◆ About this exercise
For the material below, output exactly the span from the line with "self.cursor = 0;" to the line with "let start = self.cursor * d;", including both, and nothing besides.

◆ Information given
####################

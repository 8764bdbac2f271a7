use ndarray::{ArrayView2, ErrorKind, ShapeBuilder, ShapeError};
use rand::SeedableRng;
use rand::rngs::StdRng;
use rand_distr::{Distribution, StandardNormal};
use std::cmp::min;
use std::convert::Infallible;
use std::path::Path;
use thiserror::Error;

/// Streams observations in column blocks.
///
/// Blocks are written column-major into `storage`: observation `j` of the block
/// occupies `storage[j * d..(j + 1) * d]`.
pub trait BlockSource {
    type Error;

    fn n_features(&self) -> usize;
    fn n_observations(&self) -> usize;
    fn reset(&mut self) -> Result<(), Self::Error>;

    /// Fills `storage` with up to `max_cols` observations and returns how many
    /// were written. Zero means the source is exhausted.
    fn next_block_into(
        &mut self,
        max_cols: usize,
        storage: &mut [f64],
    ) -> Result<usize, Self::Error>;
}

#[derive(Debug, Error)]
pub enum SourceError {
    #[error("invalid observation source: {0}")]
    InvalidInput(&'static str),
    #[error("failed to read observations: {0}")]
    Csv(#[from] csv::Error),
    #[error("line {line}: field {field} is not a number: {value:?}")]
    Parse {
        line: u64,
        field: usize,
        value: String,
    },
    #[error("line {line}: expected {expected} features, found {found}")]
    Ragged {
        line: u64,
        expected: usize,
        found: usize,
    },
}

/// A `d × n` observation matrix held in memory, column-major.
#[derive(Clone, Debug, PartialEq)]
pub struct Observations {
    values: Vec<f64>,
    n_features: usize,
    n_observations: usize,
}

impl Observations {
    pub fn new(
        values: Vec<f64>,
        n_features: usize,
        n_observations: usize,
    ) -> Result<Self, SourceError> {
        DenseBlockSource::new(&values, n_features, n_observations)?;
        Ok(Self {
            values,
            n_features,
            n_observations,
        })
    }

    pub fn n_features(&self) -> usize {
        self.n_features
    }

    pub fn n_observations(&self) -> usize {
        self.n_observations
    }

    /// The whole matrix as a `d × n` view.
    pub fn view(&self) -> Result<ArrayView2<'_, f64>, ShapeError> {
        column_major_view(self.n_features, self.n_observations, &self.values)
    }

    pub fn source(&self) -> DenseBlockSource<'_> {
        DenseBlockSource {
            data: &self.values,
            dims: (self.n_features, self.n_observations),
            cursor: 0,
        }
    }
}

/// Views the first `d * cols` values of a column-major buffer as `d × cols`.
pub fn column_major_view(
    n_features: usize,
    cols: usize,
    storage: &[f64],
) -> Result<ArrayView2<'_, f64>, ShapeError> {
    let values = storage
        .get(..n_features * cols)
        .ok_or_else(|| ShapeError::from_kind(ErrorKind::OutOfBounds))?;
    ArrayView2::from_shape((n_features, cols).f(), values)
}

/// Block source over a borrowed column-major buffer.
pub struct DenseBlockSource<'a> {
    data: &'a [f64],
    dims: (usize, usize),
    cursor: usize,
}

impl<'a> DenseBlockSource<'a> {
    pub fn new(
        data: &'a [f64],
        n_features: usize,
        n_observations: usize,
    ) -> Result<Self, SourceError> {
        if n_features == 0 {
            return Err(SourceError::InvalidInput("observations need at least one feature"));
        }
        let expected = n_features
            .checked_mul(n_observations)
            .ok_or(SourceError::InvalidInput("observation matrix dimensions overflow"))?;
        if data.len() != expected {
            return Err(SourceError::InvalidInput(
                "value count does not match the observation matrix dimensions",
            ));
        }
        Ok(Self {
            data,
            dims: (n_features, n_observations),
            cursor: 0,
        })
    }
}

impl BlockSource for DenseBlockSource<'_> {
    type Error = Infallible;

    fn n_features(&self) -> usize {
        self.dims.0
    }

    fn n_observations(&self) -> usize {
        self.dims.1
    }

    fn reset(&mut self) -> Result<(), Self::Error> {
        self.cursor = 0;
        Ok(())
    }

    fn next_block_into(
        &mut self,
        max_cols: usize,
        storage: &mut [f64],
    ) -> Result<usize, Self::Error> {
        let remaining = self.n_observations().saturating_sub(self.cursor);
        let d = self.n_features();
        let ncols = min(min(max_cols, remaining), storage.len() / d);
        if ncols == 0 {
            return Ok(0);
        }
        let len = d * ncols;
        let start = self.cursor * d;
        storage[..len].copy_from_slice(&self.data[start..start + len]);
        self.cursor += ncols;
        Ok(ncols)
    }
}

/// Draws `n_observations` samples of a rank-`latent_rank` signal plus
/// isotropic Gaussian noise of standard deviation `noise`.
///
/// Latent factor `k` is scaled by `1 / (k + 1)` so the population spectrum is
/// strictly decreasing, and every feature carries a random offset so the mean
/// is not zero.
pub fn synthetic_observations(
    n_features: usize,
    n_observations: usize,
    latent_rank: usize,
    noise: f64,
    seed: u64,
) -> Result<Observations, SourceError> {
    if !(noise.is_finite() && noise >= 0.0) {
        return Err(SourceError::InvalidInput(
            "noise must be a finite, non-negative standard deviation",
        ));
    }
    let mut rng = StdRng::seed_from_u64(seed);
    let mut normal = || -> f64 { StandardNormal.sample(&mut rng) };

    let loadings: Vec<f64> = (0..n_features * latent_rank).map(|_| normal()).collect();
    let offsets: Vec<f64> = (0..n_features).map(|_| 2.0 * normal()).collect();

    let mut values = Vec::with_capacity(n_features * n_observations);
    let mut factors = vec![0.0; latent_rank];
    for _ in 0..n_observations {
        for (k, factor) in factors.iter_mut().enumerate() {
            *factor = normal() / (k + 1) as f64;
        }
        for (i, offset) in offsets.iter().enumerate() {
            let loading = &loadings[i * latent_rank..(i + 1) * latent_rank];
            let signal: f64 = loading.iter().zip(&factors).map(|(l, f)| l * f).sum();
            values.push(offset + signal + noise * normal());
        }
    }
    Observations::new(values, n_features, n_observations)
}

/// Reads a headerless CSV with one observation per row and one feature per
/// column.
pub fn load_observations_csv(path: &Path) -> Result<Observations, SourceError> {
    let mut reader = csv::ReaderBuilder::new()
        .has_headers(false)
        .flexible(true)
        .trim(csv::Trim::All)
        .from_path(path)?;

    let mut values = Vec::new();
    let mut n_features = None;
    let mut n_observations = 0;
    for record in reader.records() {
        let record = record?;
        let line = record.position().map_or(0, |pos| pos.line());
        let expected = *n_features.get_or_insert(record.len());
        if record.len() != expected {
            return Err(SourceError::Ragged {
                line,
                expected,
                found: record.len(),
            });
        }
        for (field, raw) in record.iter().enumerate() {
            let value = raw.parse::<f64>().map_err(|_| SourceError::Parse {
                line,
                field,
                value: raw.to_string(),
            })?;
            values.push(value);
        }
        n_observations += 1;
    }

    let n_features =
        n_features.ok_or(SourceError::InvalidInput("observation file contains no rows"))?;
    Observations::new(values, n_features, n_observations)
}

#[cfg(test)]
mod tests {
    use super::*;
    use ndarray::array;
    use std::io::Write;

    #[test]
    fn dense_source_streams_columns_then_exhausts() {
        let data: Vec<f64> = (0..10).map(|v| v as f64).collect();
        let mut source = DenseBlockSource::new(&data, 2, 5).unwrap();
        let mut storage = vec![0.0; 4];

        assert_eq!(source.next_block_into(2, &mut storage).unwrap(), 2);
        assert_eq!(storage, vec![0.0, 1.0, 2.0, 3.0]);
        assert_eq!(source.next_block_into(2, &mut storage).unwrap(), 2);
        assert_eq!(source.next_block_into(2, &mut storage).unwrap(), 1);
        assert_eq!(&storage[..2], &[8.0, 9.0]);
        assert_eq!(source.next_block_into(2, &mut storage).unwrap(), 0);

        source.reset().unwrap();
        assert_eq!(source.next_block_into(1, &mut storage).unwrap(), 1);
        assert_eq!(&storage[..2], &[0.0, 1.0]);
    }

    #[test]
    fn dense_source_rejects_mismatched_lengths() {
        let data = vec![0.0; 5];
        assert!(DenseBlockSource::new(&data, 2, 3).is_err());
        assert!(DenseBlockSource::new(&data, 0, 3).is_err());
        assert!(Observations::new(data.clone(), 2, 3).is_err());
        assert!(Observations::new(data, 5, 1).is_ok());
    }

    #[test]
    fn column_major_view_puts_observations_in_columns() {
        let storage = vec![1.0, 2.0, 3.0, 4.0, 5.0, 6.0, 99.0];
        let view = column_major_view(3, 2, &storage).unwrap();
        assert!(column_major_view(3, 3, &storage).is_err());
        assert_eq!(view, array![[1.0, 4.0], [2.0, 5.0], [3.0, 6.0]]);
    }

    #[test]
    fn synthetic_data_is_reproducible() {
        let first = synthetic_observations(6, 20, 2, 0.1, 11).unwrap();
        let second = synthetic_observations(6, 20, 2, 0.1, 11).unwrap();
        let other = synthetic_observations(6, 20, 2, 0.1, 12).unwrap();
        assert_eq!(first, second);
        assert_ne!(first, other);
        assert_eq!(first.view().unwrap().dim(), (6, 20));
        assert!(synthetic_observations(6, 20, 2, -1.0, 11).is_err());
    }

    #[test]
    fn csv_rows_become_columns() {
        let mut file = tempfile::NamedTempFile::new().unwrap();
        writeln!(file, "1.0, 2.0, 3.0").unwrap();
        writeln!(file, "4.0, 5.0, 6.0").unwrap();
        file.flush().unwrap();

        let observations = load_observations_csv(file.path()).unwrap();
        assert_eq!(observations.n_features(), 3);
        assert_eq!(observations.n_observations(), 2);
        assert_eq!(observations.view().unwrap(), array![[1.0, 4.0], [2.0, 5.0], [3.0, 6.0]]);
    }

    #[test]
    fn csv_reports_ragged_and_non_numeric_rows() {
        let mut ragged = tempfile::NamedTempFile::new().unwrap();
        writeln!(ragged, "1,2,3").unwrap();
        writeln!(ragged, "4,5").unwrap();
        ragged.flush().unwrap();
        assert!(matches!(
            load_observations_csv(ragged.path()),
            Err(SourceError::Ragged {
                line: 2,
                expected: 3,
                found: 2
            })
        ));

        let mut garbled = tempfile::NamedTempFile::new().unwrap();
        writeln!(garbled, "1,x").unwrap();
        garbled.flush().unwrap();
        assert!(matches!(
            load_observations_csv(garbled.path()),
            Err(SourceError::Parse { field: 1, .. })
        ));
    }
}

####################

◆ Task response
        self.cursor = 0;
        Ok(())
    }

    fn next_block_into(
        &mut self,
        max_cols: usize,
        storage: &mut [f64],
    ) -> Result<usize, Self::Error> {
        let remaining = self.n_observations().saturating_sub(self.cursor);
        let d = self.n_features();
        let ncols = min(min(max_cols, remaining), storage.len() / d);
        if ncols == 0 {
            return Ok(0);
        }
        let len = d * ncols;
        let start = self.cursor * d;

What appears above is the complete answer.